Real-World Consequences of Misusing Emergency Powers
A 2023 case in Modesto illustrates what happens when boards overstep. The board imposed a $25,000-per-unit emergency assessment after the city red-tagged eight balconies. However, the board never proved which units were affected, never documented why broader repairs qualified as an emergency, and never separated extraordinary costs from ordinary deferred maintenance. This practice, called lumping, stretches emergency authority beyond its legal limits. The board should have authorized repairs only for the red-tagged units and funded them from reserves or through a proper member vote under Civil Code Section 5605. Homeowners challenged the assessment and forced the board to reckon with its failure to document the emergency properly.
How the 5 Percent Rule Applies
Civil Code Section 5605(b) caps regular and special assessments at 5 percent of the association’s annual budgeted gross expenses unless members vote to approve higher amounts. The emergency exception under Section 5610 does not automatically bypass this cap. Instead, the exception applies only when the three conditions are met and the board documents them properly.

Homeowners should calculate this threshold themselves by dividing the proposed emergency amount by the association’s annual gross expenses from the current budget. If the emergency exceeds 5 percent, a member vote is typically required unless the board can prove all three statutory criteria in writing.

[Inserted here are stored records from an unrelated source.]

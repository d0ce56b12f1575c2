//! Changelog types

use chrono::{DateTime, Utc};
use serde::{Deserialize, Serialize};
use shiplog_git::{FileChange, FileSnapshot};

/// A footer field from a commit message
#[derive(Debug, Clone, PartialEq, Eq, Serialize, Deserialize)]
pub struct Footer {
    /// Footer token (e.g., "BREAKING CHANGE", "Fixes", "Refs")
    pub token: String,
    /// Footer value, continuation lines joined with `\n`
    pub value: String,
}

impl Footer {
    /// Whether this footer announces a breaking change
    pub fn is_breaking(&self) -> bool {
        self.token.eq_ignore_ascii_case("BREAKING CHANGE")
            || self.token.eq_ignore_ascii_case("BREAKING-CHANGE")
    }
}

/// Lines added and removed across a commit
#[derive(Debug, Clone, Copy, Default, PartialEq, Eq, Serialize, Deserialize)]
pub struct DiffStats {
    pub files: usize,
    pub insertions: usize,
    pub deletions: usize,
}

/// A classified commit
///
/// Produced by a [`CommitParser`](crate::parser::CommitParser) and finalized
/// by the [`BreakingDetector`](crate::breaking::BreakingDetector). Nothing
/// mutates a record after detection.
#[derive(Debug, Clone, PartialEq, Serialize, Deserialize)]
pub struct CommitRecord {
    /// Full commit hash
    pub id: String,
    /// Abbreviated hash
    pub short_id: String,
    /// Author name
    pub author: String,
    /// Commit timestamp
    pub timestamp: DateTime<Utc>,
    /// Raw message, subject and body
    pub message: String,
    /// Canonical type tag
    pub commit_type: String,
    /// Scope from the header
    pub scope: Option<String>,
    /// Short description
    pub description: String,
    /// Body without footers
    pub body: Option<String>,
    /// Footer fields
    pub footers: Vec<Footer>,
    /// Final breaking flag
    pub is_breaking: bool,
    /// Why the commit is breaking, in signal order
    pub breaking_reasons: Vec<String>,
    /// Changed files with line counts
    pub files: Vec<FileChange>,
    /// Version manifest contents around the commit
    #[serde(default, skip_serializing_if = "Vec::is_empty")]
    pub snapshots: Vec<FileSnapshot>,
}

impl CommitRecord {
    /// Summed diff statistics
    pub fn stats(&self) -> DiffStats {
        self.files.iter().fold(
            DiffStats {
                files: self.files.len(),
                ..DiffStats::default()
            },
            |mut acc, f| {
                acc.insertions += f.added;
                acc.deletions += f.removed;
                acc
            },
        )
    }

    /// Footer by token, case-insensitive
    pub fn footer(&self, token: &str) -> Option<&Footer> {
        self.footers.iter().find(|f| f.token.eq_ignore_ascii_case(token))
    }

    /// Reference used by document entries
    pub fn commit_ref(&self) -> CommitRef {
        CommitRef {
            id: self.id.clone(),
            short_id: self.short_id.clone(),
            author: self.author.clone(),
            timestamp: self.timestamp,
        }
    }
}

/// A commit contributing to an entry
#[derive(Debug, Clone, PartialEq, Eq, Serialize, Deserialize)]
pub struct CommitRef {
    pub id: String,
    pub short_id: String,
    pub author: String,
    pub timestamp: DateTime<Utc>,
}

/// One line of a section; several commits collapse into one entry when
/// their descriptions match
#[derive(Debug, Clone, PartialEq, Serialize, Deserialize)]
pub struct Entry {
    pub description: String,
    pub scope: Option<String>,
    pub breaking: bool,
    pub commits: Vec<CommitRef>,
}

/// A section in a changelog
#[derive(Debug, Clone, PartialEq, Serialize, Deserialize)]
pub struct Section {
    /// Type tag the section collects
    pub commit_type: String,
    /// Section title
    pub title: String,
    /// Assembled but not rendered by default
    #[serde(default)]
    pub hidden: bool,
    /// Entries in chronological order
    pub entries: Vec<Entry>,
}

impl Section {
    /// Create a new section
    pub fn new(commit_type: impl Into<String>, title: impl Into<String>) -> Self {
        Self {
            commit_type: commit_type.into(),
            title: title.into(),
            hidden: false,
            entries: Vec::new(),
        }
    }

    /// Check if section is empty
    pub fn is_empty(&self) -> bool {
        self.entries.is_empty()
    }

    /// Number of commits across all entries
    pub fn commit_count(&self) -> usize {
        self.entries.iter().map(|e| e.commits.len()).sum()
    }
}

/// A deduplicated breaking change
#[derive(Debug, Clone, PartialEq, Eq, Serialize, Deserialize)]
pub struct BreakingChange {
    pub description: String,
    /// Ids of the commits that gave this reason
    pub commits: Vec<String>,
}

/// Where and when a document was produced
#[derive(Debug, Clone, PartialEq, Eq, Serialize, Deserialize)]
pub struct DocumentMetadata {
    /// Commit range expression
    pub range: String,
    pub generated_at: DateTime<Utc>,
    /// Commits that reached assembly
    pub total_commits: usize,
}

/// Narrative text from a text-generation backend
#[derive(Debug, Clone, PartialEq, Eq, Serialize, Deserialize)]
pub struct NarrativeSummary {
    pub text: String,
    pub provider: String,
    pub model: String,
}

/// The assembled release document
#[derive(Debug, Clone, PartialEq, Serialize, Deserialize)]
pub struct ChangelogDocument {
    pub metadata: DocumentMetadata,
    pub sections: Vec<Section>,
    pub breaking_changes: Vec<BreakingChange>,
    /// Only set by the enhancer
    #[serde(default)]
    pub summary: Option<NarrativeSummary>,
}

impl ChangelogDocument {
    /// Sections a renderer should print
    pub fn visible_sections(&self, show_hidden: bool) -> impl Iterator<Item = &Section> {
        self.sections.iter().filter(move |s| show_hidden || !s.hidden)
    }

    /// Section by title
    pub fn section(&self, title: &str) -> Option<&Section> {
        self.sections.iter().find(|s| s.title == title)
    }

    /// Check if the document has no content
    pub fn is_empty(&self) -> bool {
        self.sections.is_empty() && self.breaking_changes.is_empty()
    }

    /// Copy of this document carrying a narrative summary
    pub fn with_summary(mut self, summary: NarrativeSummary) -> Self {
        self.summary = Some(summary);
        self
    }
}
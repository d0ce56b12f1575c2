//! Requests and replies exchanged with a text-generation backend
//!
//! The payload is a bounded digest of the document: section titles with
//! counts, the breaking list and a few sample descriptions per section.
//! Nothing else about the commits leaves the process.

use serde::{Deserialize, Serialize};
use shiplog_changelog::ChangelogDocument;

use crate::error::ProviderError;

/// One section as seen by the backend
#[derive(Debug, Clone, PartialEq, Eq, Serialize, Deserialize)]
pub struct SectionDigest {
    pub title: String,
    pub entry_count: usize,
    /// At most `max_samples` entry descriptions
    pub samples: Vec<String>,
}

/// Bounded digest of a changelog document
#[derive(Debug, Clone, PartialEq, Eq, Serialize, Deserialize)]
pub struct GenerationPayload {
    pub range: String,
    pub total_commits: usize,
    pub sections: Vec<SectionDigest>,
    pub breaking_changes: Vec<String>,
}

impl GenerationPayload {
    /// Digest a document, keeping `max_samples` descriptions per section
    pub fn from_document(document: &ChangelogDocument, max_samples: usize) -> Self {
        Self {
            range: document.metadata.range.clone(),
            total_commits: document.metadata.total_commits,
            sections: document
                .sections
                .iter()
                .map(|s| SectionDigest {
                    title: s.title.clone(),
                    entry_count: s.entries.len(),
                    samples: s
                        .entries
                        .iter()
                        .take(max_samples)
                        .map(|e| match &e.scope {
                            Some(scope) => format!("{}: {}", scope, e.description),
                            None => e.description.clone(),
                        })
                        .collect(),
                })
                .collect(),
            breaking_changes: document
                .breaking_changes
                .iter()
                .map(|b| b.description.clone())
                .collect(),
        }
    }

    /// Plain-text rendering used inside prompts
    pub fn to_prompt_text(&self) -> String {
        let mut text = format!(
            "Range: {}\nCommits: {}\n",
            self.range, self.total_commits
        );
        for section in &self.sections {
            text.push_str(&format!("\n{} ({} entries)\n", section.title, section.entry_count));
            for sample in &section.samples {
                text.push_str(&format!("- {}\n", sample));
            }
        }
        if !self.breaking_changes.is_empty() {
            text.push_str("\nBreaking changes:\n");
            for change in &self.breaking_changes {
                text.push_str(&format!("- {}\n", change.replace('\n', " ")));
            }
        }
        text
    }
}

/// What to ask the backend for
#[derive(Debug, Clone, PartialEq, Eq)]
pub enum GenerationRequest {
    /// A short narrative of the release
    Summary(GenerationPayload),
    /// Corroboration of the detected breaking changes
    BreakingReview(GenerationPayload),
}

const SUMMARY_SYSTEM: &str = "You write release notes. Reply with a plain-text summary of \
two to four sentences for end users. Mention breaking changes first when there are any. \
Do not use headings, lists or markdown.";

const REVIEW_SYSTEM: &str = "You review breaking-change lists for software releases. Reply \
with a single JSON object and nothing else, shaped as \
{\"confirmed\": [..], \"disputed\": [..], \"additional\": [..]}. \"confirmed\" and \
\"disputed\" contain items copied verbatim from the given list; \"additional\" names \
changes from the sections that look breaking but are missing from the list.";

impl GenerationRequest {
    /// Short label for logs and reports
    pub fn kind(&self) -> &'static str {
        match self {
            Self::Summary(_) => "summary",
            Self::BreakingReview(_) => "breaking review",
        }
    }

    pub fn payload(&self) -> &GenerationPayload {
        match self {
            Self::Summary(p) | Self::BreakingReview(p) => p,
        }
    }

    /// System instructions for chat-style backends
    pub fn system_prompt(&self) -> &'static str {
        match self {
            Self::Summary(_) => SUMMARY_SYSTEM,
            Self::BreakingReview(_) => REVIEW_SYSTEM,
        }
    }

    /// User message carrying the payload
    pub fn user_prompt(&self) -> String {
        let lead = match self {
            Self::Summary(_) => "Summarize this release.",
            Self::BreakingReview(_) => "Review the breaking changes of this release.",
        };
        format!("{}\n\n{}", lead, self.payload().to_prompt_text())
    }

    /// Turn a raw text reply into the output this request expects
    pub fn interpret(&self, reply: &str) -> Result<GenerationOutput, ProviderError> {
        match self {
            Self::Summary(_) => {
                let text = reply.trim();
                if text.is_empty() {
                    Err(ProviderError::InvalidResponse("empty summary".to_string()))
                } else {
                    Ok(GenerationOutput::Narrative(text.to_string()))
                }
            }
            Self::BreakingReview(_) => BreakingReview::parse(reply).map(GenerationOutput::BreakingReview),
        }
    }
}

/// Structured refinement of the breaking list
#[derive(Debug, Clone, Default, PartialEq, Eq, Serialize, Deserialize)]
#[serde(default)]
pub struct BreakingReview {
    pub confirmed: Vec<String>,
    pub disputed: Vec<String>,
    pub additional: Vec<String>,
}

impl BreakingReview {
    /// Parse the first JSON object in a reply; models often wrap it in prose
    pub fn parse(reply: &str) -> Result<Self, ProviderError> {
        let start = reply.find('{');
        let end = reply.rfind('}');
        match (start, end) {
            (Some(start), Some(end)) if start < end => serde_json::from_str(&reply[start..=end])
                .map_err(|e| ProviderError::InvalidResponse(format!("breaking review: {}", e))),
            _ => Err(ProviderError::InvalidResponse(
                "breaking review reply has no JSON object".to_string(),
            )),
        }
    }

    pub fn is_empty(&self) -> bool {
        self.confirmed.is_empty() && self.disputed.is_empty() && self.additional.is_empty()
    }
}

/// A backend reply
#[derive(Debug, Clone, PartialEq, Eq)]
pub enum GenerationOutput {
    Narrative(String),
    BreakingReview(BreakingReview),
}
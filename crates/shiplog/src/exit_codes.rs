//! Exit codes for the CLI

use shiplog_core::{ConfigError, GitError, ShiplogError, Stage};

/// General error
pub const ERROR: i32 = 1;

/// Configuration error
pub const CONFIG_ERROR: i32 = 2;

/// Git error, including an empty range when commits are required
pub const GIT_ERROR: i32 = 3;

/// Required text generation failed
pub const ENHANCEMENT_ERROR: i32 = 4;

/// Rendering failed
pub const RENDER_ERROR: i32 = 5;

/// Map an error chain to an exit code
pub fn for_error(error: &anyhow::Error) -> i32 {
    for cause in error.chain() {
        if let Some(e) = cause.downcast_ref::<ShiplogError>() {
            return match e {
                ShiplogError::Config(_) => CONFIG_ERROR,
                ShiplogError::Git(_) => GIT_ERROR,
                ShiplogError::Stage(stage) => match stage.stage {
                    Stage::Enhancement => ENHANCEMENT_ERROR,
                    Stage::Rendering => RENDER_ERROR,
                    _ => ERROR,
                },
                _ => ERROR,
            };
        }
        if cause.is::<ConfigError>() {
            return CONFIG_ERROR;
        }
        if cause.is::<GitError>() {
            return GIT_ERROR;
        }
    }
    ERROR
}
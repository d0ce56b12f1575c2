//! Shiplog Git - commit range access
//!
//! This crate opens a repository, resolves a commit range and turns every
//! commit in it into a [`CommitInfo`] carrying changed files, per-file line
//! counts and snapshots of requested files.

mod commits;
mod repository;
pub mod types;

pub use commits::CommitRange;
pub use repository::{GitRepo, Result};
pub use types::{CommitInfo, FileChange, FileSnapshot, FileStatus};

Santa Clara County homeowners can request the current budget and reserve study through a Civil Code Section 5200 records request, which the board must answer within 45 days. This request should also include engineer reports, inspection photos, insurance evaluations, and meeting minutes showing whether the repair was deferred or newly discovered. Organizing with neighbors to challenge questionable assessments carries real weight; boards face greater pressure when homeowners coordinate their response.
Teleconference and Remote Meeting Authority
When a state of emergency or disaster is declared by federal, state, or local government affecting Santa Clara County, Section 5450 of the Davis-Stirling Act permits boards to hold meetings entirely by teleconference with no physical attendance location. The board must deliver notices to members individually for the first meeting held under this authority, including clear technical instructions, phone numbers for technical support, and a reminder that members can request individual notice delivery. Every director and member must have equal ability to participate, and voting must occur by roll call. If the association’s mailing address and a member’s on-file address are the same, the association must send the first notice to the member’s email address on file. These provisions ensure that emergency governance remains accessible and transparent.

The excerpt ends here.